Tigers hope Price is right on Sunday vs Orioles

BALTIMORE (AP) So, the Detroit Tigers have sent two Cy Young winners to the mound in their AL Division Series against the Baltimore Orioles and given up 19 runs in two defeats.

Maybe David Price - the third Cy Young winner in the Tigers' rotation - will have better luck in Detroit on Sunday, when the Tigers seek to dig themselves out of a 2-0 hole in the best-of-five series.

It probably will depend on the Detroit bullpen, and whether the Tigers can find a way to put the lid on a dangerous Baltimore lineup that can strike at any time.

The Orioles took command of the series with a 7-6 comeback win Friday. The decisive rally came in the eighth inning against a bullpen that thus far has provided little support to the team's esteemed starters.

Although Max Scherzer took the loss in the opener, that game became a rout after Baltimore scored eight runs in the eighth.

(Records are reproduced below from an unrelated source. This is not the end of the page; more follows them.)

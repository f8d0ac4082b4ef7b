// what the model hands back, once sanitized
// field names on the wire match the json shape the prompt asks for

use serde::{Deserialize, Serialize};

pub const OVERALL_DISCLAIMER: &str = "HealthWise provides informational suggestions based on AI \
analysis and does not constitute medical advice. Always consult a qualified healthcare provider \
for any health concerns or before making any decisions related to your health or treatment.";

#[derive(Debug, Clone, PartialEq, Serialize, Deserialize)]
#[serde(rename_all = "camelCase")]
pub struct DiagnosisResult {
    pub diagnoses: Vec<Diagnosis>,
    #[serde(default, skip_serializing_if = "Option::is_none")]
    pub should_seek_professional_care: Option<bool>,
    #[serde(default, skip_serializing_if = "Option::is_none")]
    pub advice: Option<String>,
    #[serde(default, skip_serializing_if = "Option::is_none")]
    pub medicine_recommendations: Option<MedicineRecommendations>,
}

#[derive(Debug, Clone, PartialEq, Serialize, Deserialize)]
pub struct Diagnosis {
    pub name: String,
    pub confidence: f64,
}

#[derive(Debug, Clone, PartialEq, Default, Serialize, Deserialize)]
pub struct MedicineRecommendations {
    #[serde(default)]
    pub recommendations: Vec<MedicineRecommendation>,
    #[serde(default, skip_serializing_if = "Option::is_none")]
    pub disclaimer: Option<String>,
}

#[derive(Debug, Clone, PartialEq, Serialize, Deserialize)]
#[serde(rename_all = "camelCase")]
pub struct MedicineRecommendation {
    pub medicine_name: String,
    #[serde(default, skip_serializing_if = "Option::is_none")]
    pub dosage_suggestion: Option<String>,
    #[serde(default, skip_serializing_if = "Option::is_none")]
    pub precautions: Option<String>,
}

impl Diagnosis {
    /// Confidence as a whole percentage, for display.
    pub fn percent(&self) -> u8 {
        (self.confidence.clamp(0.0, 1.0) * 100.0).round() as u8
    }
}

impl DiagnosisResult {
    /// Checks the serde decode can't express: ranges and non-blank names.
    pub fn validate(&self) -> Result<(), String> {
        for (i, d) in self.diagnoses.iter().enumerate() {
            if d.name.trim().is_empty() {
                return Err(format!("diagnosis {i} has an empty name"));
            }
            if !d.confidence.is_finite() || !(0.0..=1.0).contains(&d.confidence) {
                return Err(format!(
                    "confidence {} for '{}' is outside [0, 1]",
                    d.confidence, d.name
                ));
            }
        }

        if let Some(meds) = &self.medicine_recommendations {
            for (i, m) in meds.recommendations.iter().enumerate() {
                if m.medicine_name.trim().is_empty() {
                    return Err(format!("medicine recommendation {i} has an empty name"));
                }
            }
        }

        Ok(())
    }

    pub fn seek_care(&self) -> bool {
        self.should_seek_professional_care.unwrap_or(false)
    }

    /// Title and body of the care recommendation card.
    pub fn recommendation(&self) -> (&'static str, &'static str) {
        if self.seek_care() {
            (
                "Seek Professional Care",
                "It is strongly recommended to consult a healthcare professional.",
            )
        } else {
            (
                "Monitor Symptoms",
                "Your symptoms may not require immediate attention. Monitor your condition.",
            )
        }
    }

    pub fn recommendations(&self) -> &[MedicineRecommendation] {
        self.medicine_recommendations
            .as_ref()
            .map(|m| m.recommendations.as_slice())
            .unwrap_or_default()
    }

    pub fn medicine_disclaimer(&self) -> Option<&str> {
        self.medicine_recommendations
            .as_ref()
            .and_then(|m| m.disclaimer.as_deref())
    }
}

On Friday, Justin Verlander left in the sixth with a 5-3 lead. Anibal Sanchez held the advantage through the seventh, but Baltimore rallied in the eighth to win it.

Both times Joba Chamberlain and Joakim Soria were victimized in the eighth. What happens next time?

''I don't know that I necessarily have an answer for that,'' Detroit manager Brad Ausmus said. ''But if we have a lead in the eighth inning on Sunday, we're going to have to find somebody.''

It might not matter, because the Orioles appear capable of hitting against anyone. Although Verlander put the Tigers in position to win, Baltimore worked him hard enough so that he had to leave after throwing 101 pitches in five-plus innings.

''We talked to him after he came out in the (fifth) and he said he was running low,'' Ausmus said.

It was 6-3 with one out in the eighth when Chamberlain hit Adam Jones with a pitch and gave up a single to Nelson Cruz. Steve Pearce singled in a run, and the towel-waving, orange-clad fans among the sellout crowd of 48,058 sensed another comeback win by a team that won 10 games during the regular season during its final at-bat.

Soria entered and walked Hardy to load the bases for Delmon Young, who hit a three-run double to cap the comeback.

Young went 10 for 20 as a pinch-hitter during the regular season. He also was the AL championship series MVP in 2012 - for the Tigers - when they swept the Yankees.

''It's very hard to sit around and not know where the consistent at-bats are coming,'' Orioles manager Buck Showalter said. ''He has done the things that you need to do to give yourself a chance to be successful.''

In the top of the eighth, base running was a key point. Miguel Cabrera was thrown out at the plate when he tried to score right behind Torii Hunter on Victor Martinez's double with no outs.

''I was watching the play develop and hoping they both would make it,'' Ausmus said.

Zach Britton got three straight outs for the save.

Soria wound up with the loss, but Chamberlain took the blame.

''This one is on me. There's no getting around it,'' he said. ''Obviously, if I don't put us in that situation, then we're having a different conversation.''

The defeat left Detroit's bid to reach the ALCS for a fourth straight year in serious jeopardy.

''We're 0-2. We understand it,'' Ausmus said. ''It doesn't really affect us playing Game 3. If you win Game 3, you go on to Game 4.''

Price owns a career record of 7-3 against the Orioles. Cruz is 7 for 19 (.368) with two homers against the left-hander.

The Orioles will call upon Miguel Gonzalez, who will make his second career postseason start Sunday. In the first one, he allowed just one run in seven innings against the Yankees in 2012.

The right-hander is 0-2 with a 9.00 ERA in three lifetime starts against Detroit.